李红利是北京市大学生乡村医生专项计划的首批招录人员。2019年,她入选乡村医生订单定向培养项目,经过三年系统化院校培养、两年规范化临床培训,顺利考取临床助理医师资格。2025年11月,在四道穴村深耕基层57年的老村医,75岁的靳宝荣正式退休,李红利顺利接过乡村医疗守护接力棒,全面承接全村基本医疗与公共卫生服务工作。
谈及基层成长与前辈帮带,李红利坦言,在靳宝荣身上,她看到了乡村医务工作者的职业坚守与责任担当。初到村内履职时,她对村情民情、住户底数完全陌生,是靳宝荣带着她逐户走访摸排,梳理每家每户健康史、慢病情况与基础病史,手把手带教基层诊疗实操,助力她快速熟悉岗位、适配乡村诊疗场景。
深山区村落区位特殊,村民居住相对分散,以往高龄、失能群体的慢病随访与日常照护,曾是基层公共卫生服务推进中的难点。随着全市基层医疗配套体系持续完善,依托“行走的医院”全科医生助诊包、远程视频会诊系统及镇村一体化管理机制,接过接力棒的李红利,如今可以常态化携带便携诊疗设备入户巡诊,为签约高龄、失能群众提供上门诊疗服务。村民在家即可完成血液检验、B超、心电图等基础筛查项目,就近享受标准化、规范化的村级医疗服务。
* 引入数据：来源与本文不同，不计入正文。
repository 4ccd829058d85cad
//! Command-line interface

pub mod args;
pub mod commands;

pub use args::{Cli, Commands};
青年专业村医的接续上岗,让老村医靳宝荣倍感欣慰。他不仅看到了李红利的踏实肯干,更看到了服务触角在乡村的延伸。村级健康服务微信群的搭建,可常态化回应村民健康咨询、满足居民复诊取药需求,实现小事线上办、诉求即时办。依托镇村一体化管理机制,村卫生室慢病药品采购频次已经由每月一次优化为每周补给,高血压、糖尿病、脑梗等高频慢病常用药储备充足、供给稳定。
如今,结合公共卫生与慢病管理信息系统,村级健康管护可实时调取居民健康档案、主动筛查健康风险、上门跟进干预随访,推动基层医疗从传统被动接诊,逐步转向主动前置、全周期覆盖的健康管护模式。自2025年11月上岗以来,李红利已在村卫生室接诊村民近400人次,依托“行走的医院”全科医生助诊包完成入户慢病随访80人次,以常态化履职夯实村级健康防线。
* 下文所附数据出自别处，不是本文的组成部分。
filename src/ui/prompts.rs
//! Confirmation prompts with non-interactive fallback

use super::context::UiContext;
use crate::error::{DockyardError, DockyardResult};

/// Ask for confirmation.
///
/// `--yes` answers true; without a terminal the default is returned.
pub async fn confirm(ctx: &UiContext, message: &str, default: bool) -> DockyardResult<bool> {
    if ctx.auto_yes() {
        return Ok(true);
    }
    if !ctx.is_interactive() {
        return Ok(default);
    }

    let message = message.to_string();
    tokio::task::spawn_blocking(move || {
        cliclack::confirm(&message).initial_value(default).interact()
    })
    .await
    .map_err(|e| DockyardError::Internal(format!("prompt task failed: {}", e)))?
    .map_err(|e| DockyardError::User(format!("Prompt cancelled: {}", e)))
}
据了解,2025年,北京市持续扩容乡村医疗人才储备,全年招录“3+2”乡村医生、“5+3”乡镇卫生院两类定向医学生223人;持续落实大学生乡村医生编制等配套保障政策,目前全市在岗大学生乡村医生213人,村卫生室执业(助理)医师占比约54%,乡村医疗队伍专业化、年轻化、规范化水平稳步提升。
数字智慧赋能诊疗、分级诊疗理顺秩序、家庭医生守护日常、青年村医扎根山野,共同构筑起覆盖城区社区、延伸深山乡村的首都基层医疗卫生服务网络,持续推动着北京优质医疗资源下沉基层,让基层医疗服务更均衡、更便捷、更专业。